Cristian ressalta, ainda, que diversos nativos ainda vivem da pesca e fazem desembarque no local. "O Porto do Taubaté é antigo e está sinalizado no Plano Diretor da cidade. Não queremos mudar nosso local de tradição por interesses pessoais".

Outra reclamação referente a obra é de que os trabalhos estariam impedindo a passagem dos veículos de alguns moradores, por conta do movimento de caminhões e tratores que descarregam materiais e ficam estacionados em frente às casas próximas.

Vereadores

Após as reivindicações da comunidade, cinco vereadores vistoriaram os trabalhos, na tarde desta quinta-feira (4) e questionam o valor destinado à intervenção e se o projeto atende, realmente, as necessidades do bairro. 

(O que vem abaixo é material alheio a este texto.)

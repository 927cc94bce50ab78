//! `swissinno-ble` library.
//!
//! Decodes the manufacturer-data advertisements of Swissinno BLE mouse traps
//! and keeps a per-trap reading fresh by combining pushed advertisements with
//! periodic passive and active scans.
//!
//! The binary (`src/main.rs`) is responsible for logging setup and process exit
//! codes. The core "business logic" lives in [`crate::coordinator`] and
//! [`crate::app`] where it can be tested deterministically with an injected
//! advertisement source and clock.

pub mod address;
pub mod app;
pub mod calibration;
pub mod config;
pub mod coordinator;
pub mod decoder;
pub mod entity;
pub mod freshness;
pub mod output;
pub mod reading;
pub mod reset;
pub mod router;
pub mod scanner;

#[cfg(test)]
mod test_utils;

// Re-export commonly used types at the crate root
pub use address::{DeviceAddress, ParseAddressError};
pub use calibration::{BatteryProfile, Calibration, percent_from_voltage, voltage_from_raw};
pub use config::{Config, DeviceConfig};
pub use coordinator::{TrapCoordinator, TrapSnapshot, UpdateError};
pub use decoder::decode;
pub use output::{OutputFormatter, TrapReport};
pub use reading::{PartialReading, TrapReading, TrapStatus};
pub use router::{PayloadSelection, Router};
pub use scanner::{Advertisement, AdvertisementSource, ScanError, ScanMode, WaitOutcome};
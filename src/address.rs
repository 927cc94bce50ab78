//! Bluetooth device address used as the identity of a trap.
//!
//! Addresses are stored as six raw bytes so that comparisons are
//! case-insensitive by construction: `aa:bb:...` and `AA:BB:...` parse to the
//! same value.

use serde::de::{self, Deserializer};
use serde::{Deserialize, Serialize, Serializer};
use std::fmt;
use std::str::FromStr;
use thiserror::Error;

/// A 48-bit Bluetooth device address.
#[derive(Debug, Clone, Copy, PartialEq, Eq, Hash, PartialOrd, Ord, Default)]
pub struct DeviceAddress(pub [u8; 6]);

impl DeviceAddress {
    /// Lowercase colon-separated form, used for entity unique IDs.
    pub fn to_lowercase_string(&self) -> String {
        self.to_string().to_ascii_lowercase()
    }
}

impl fmt::Display for DeviceAddress {
    fn fmt(&self, f: &mut fmt::Formatter<'_>) -> fmt::Result {
        let [a, b, c, d, e, g] = self.0;
        write!(f, "{a:02X}:{b:02X}:{c:02X}:{d:02X}:{e:02X}:{g:02X}")
    }
}

/// Errors returned when parsing a device address string.
#[derive(Error, Debug, PartialEq)]
pub enum ParseAddressError {
    #[error("invalid address '{0}': expected AA:BB:CC:DD:EE:FF")]
    InvalidFormat(String),
    #[error("invalid address: '{0}' is not valid hex")]
    InvalidHex(String),
}

impl FromStr for DeviceAddress {
    type Err = ParseAddressError;

    /// Accepts `AA:BB:CC:DD:EE:FF`, `AA-BB-CC-DD-EE-FF` and `AABBCCDDEEFF`,
    /// in any letter case.
    fn from_str(s: &str) -> Result<Self, Self::Err> {
        let trimmed = s.trim();
        let parts: Vec<&str> = if trimmed.contains(':') {
            trimmed.split(':').collect()
        } else if trimmed.contains('-') {
            trimmed.split('-').collect()
        } else if trimmed.len() == 12 && trimmed.is_ascii() {
            (0..6).map(|i| &trimmed[i * 2..i * 2 + 2]).collect()
        } else {
            return Err(ParseAddressError::InvalidFormat(s.to_string()));
        };

        if parts.len() != 6 || parts.iter().any(|part| part.len() != 2) {
            return Err(ParseAddressError::InvalidFormat(s.to_string()));
        }

        let mut bytes = [0u8; 6];
        for (byte, part) in bytes.iter_mut().zip(&parts) {
            *byte = u8::from_str_radix(part, 16)
                .map_err(|_| ParseAddressError::InvalidHex(part.to_string()))?;
        }

        Ok(DeviceAddress(bytes))
    }
}

impl From<[u8; 6]> for DeviceAddress {
    fn from(bytes: [u8; 6]) -> Self {
        Self(bytes)
    }
}

impl Serialize for DeviceAddress {
    fn serialize<S: Serializer>(&self, serializer: S) -> Result<S::Ok, S::Error> {
        serializer.collect_str(self)
    }
}

impl<'de> Deserialize<'de> for DeviceAddress {
    fn deserialize<D: Deserializer<'de>>(deserializer: D) -> Result<Self, D::Error> {
        let raw = String::deserialize(deserializer)?;
        raw.parse().map_err(de::Error::custom)
    }
}

#[cfg(feature = "bluer")]
impl From<bluer::Address> for DeviceAddress {
    fn from(addr: bluer::Address) -> Self {
        Self(addr.0)
    }
}

#[cfg(feature = "bluer")]
impl From<DeviceAddress> for bluer::Address {
    fn from(addr: DeviceAddress) -> Self {
        bluer::Address(addr.0)
    }
}

#[cfg(test)]
mod tests {
    use super::*;

    #[test]
    fn test_display_is_uppercase() {
        let addr = DeviceAddress([0xaa, 0x0b, 0xcc, 0x01, 0xee, 0xff]);
        assert_eq!(addr.to_string(), "AA:0B:CC:01:EE:FF");
        assert_eq!(addr.to_lowercase_string(), "aa:0b:cc:01:ee:ff");
    }

    #[test]
    fn test_parse_is_case_insensitive() {
        let upper: DeviceAddress = "AA:BB:CC:DD:EE:FF".parse().unwrap();
        let lower: DeviceAddress = "aa:bb:cc:dd:ee:ff".parse().unwrap();
        assert_eq!(upper, lower);
    }

    #[test]
    fn test_parse_alternative_separators() {
        let expected = DeviceAddress([0xAA, 0xBB, 0xCC, 0xDD, 0xEE, 0xFF]);
        assert_eq!("aa-bb-cc-dd-ee-ff".parse::<DeviceAddress>(), Ok(expected));
        assert_eq!("AABBCCDDEEFF".parse::<DeviceAddress>(), Ok(expected));
        assert_eq!(" AA:BB:CC:DD:EE:FF ".parse::<DeviceAddress>(), Ok(expected));
    }

    #[test]
    fn test_parse_rejects_malformed() {
        assert!(matches!(
            "AA:BB:CC".parse::<DeviceAddress>(),
            Err(ParseAddressError::InvalidFormat(_))
        ));
        assert!(matches!(
            "AAA:BB:CC:DD:EE:F".parse::<DeviceAddress>(),
            Err(ParseAddressError::InvalidFormat(_))
        ));
        assert!(matches!(
            "AA:BB:CC:DD:EE:GG".parse::<DeviceAddress>(),
            Err(ParseAddressError::InvalidHex(_))
        ));
        assert!(matches!(
            "trap".parse::<DeviceAddress>(),
            Err(ParseAddressError::InvalidFormat(_))
        ));
    }

    #[test]
    fn test_serde_uses_string_form() {
        let addr = DeviceAddress([0x01, 0x02, 0x03, 0x04, 0x05, 0x06]);
        let json = serde_json::to_string(&addr).unwrap();
        assert_eq!(json, "\"01:02:03:04:05:06\"");
        let back: DeviceAddress = serde_json::from_str("\"01-02-03-04-05-06\"").unwrap();
        assert_eq!(back, addr);
    }
}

Levando em consideração o valor do contrato, os parlamentares ressaltam as melhorias reivindicadas pela população, como a construção do rancho coletivo, garantia da passagem ao mar, alargamento da pista, calçada e ponto de ônibus.

Com a ausência de um responsável técnico e do projeto da obra no canteiro, os parlamentares questionaram o empreiteiro, Nerisvaldo Pereira, o Nenguinha, e acabaram discutindo com ele. O caso foi parar na Polícia, onde a vereadora Salete Salvanimais (PSB) registrou um Boletim de Ocorrência por ameaça.

O vereador Luiz Paladino de Araújo (PSB) publicou uma nota nas redes sociais sobre o caso, onde afirma que "na ocasião, fomos surpreendidos com o desacato do empreiteiro à vereadora, que talvez tenha se sentido coagido com as nossas dúvidas sobre o projeto e verbalizou uma ameaça à minha colega de partido".

Além deles, os vereadores Anísio Oliveira (DEM), Marquinhos Guti (DEM) e Valdir Veríssimo (PPS) também estiveram presentes na vistoria e devem encaminhar um ofício ao Executivo, solicitando uma reunião com o secretário de Obras, Katzumi Hoyer, a fim de sanar as dúvidas e apresentar os pedidos da comunidade.

Segundo a Câmara Municipal, os vereadores não se posicionam contra a execução da obra, mas destacam que aparentemente o projeto não contempla as demandas do bairro.